Search the records below for the word "LoginRedirect" and show every line where it occurs.

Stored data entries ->
--- START ---
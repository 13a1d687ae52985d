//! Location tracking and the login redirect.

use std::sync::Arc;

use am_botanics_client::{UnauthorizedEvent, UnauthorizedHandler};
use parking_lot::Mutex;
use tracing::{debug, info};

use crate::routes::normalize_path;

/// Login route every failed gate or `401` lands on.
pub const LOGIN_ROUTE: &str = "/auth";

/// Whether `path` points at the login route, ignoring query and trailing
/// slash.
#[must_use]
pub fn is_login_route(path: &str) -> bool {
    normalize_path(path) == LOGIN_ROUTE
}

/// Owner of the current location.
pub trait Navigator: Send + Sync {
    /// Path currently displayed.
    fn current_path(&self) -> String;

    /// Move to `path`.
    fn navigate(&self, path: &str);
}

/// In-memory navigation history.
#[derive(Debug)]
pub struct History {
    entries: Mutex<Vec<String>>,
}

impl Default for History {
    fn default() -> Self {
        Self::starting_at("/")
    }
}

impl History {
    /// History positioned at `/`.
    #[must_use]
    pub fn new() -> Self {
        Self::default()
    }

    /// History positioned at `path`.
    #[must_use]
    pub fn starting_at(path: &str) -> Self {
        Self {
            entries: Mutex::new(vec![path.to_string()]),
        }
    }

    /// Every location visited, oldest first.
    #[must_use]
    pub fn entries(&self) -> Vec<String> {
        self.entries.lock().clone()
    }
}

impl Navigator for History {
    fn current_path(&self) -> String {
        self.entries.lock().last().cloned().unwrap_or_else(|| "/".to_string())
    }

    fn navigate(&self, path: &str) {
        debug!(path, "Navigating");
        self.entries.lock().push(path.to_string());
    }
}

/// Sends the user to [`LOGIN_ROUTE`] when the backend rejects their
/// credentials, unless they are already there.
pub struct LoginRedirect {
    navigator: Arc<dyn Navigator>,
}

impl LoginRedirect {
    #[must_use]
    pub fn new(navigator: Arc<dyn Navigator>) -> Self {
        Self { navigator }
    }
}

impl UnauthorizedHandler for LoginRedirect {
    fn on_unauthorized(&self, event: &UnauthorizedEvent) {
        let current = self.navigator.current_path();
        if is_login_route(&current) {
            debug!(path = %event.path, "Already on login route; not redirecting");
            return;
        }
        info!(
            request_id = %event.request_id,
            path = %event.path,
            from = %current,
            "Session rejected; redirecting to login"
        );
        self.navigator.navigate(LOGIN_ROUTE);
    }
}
--- END ---
ANSWER ->
pub struct LoginRedirect {
impl LoginRedirect {
impl UnauthorizedHandler for LoginRedirect {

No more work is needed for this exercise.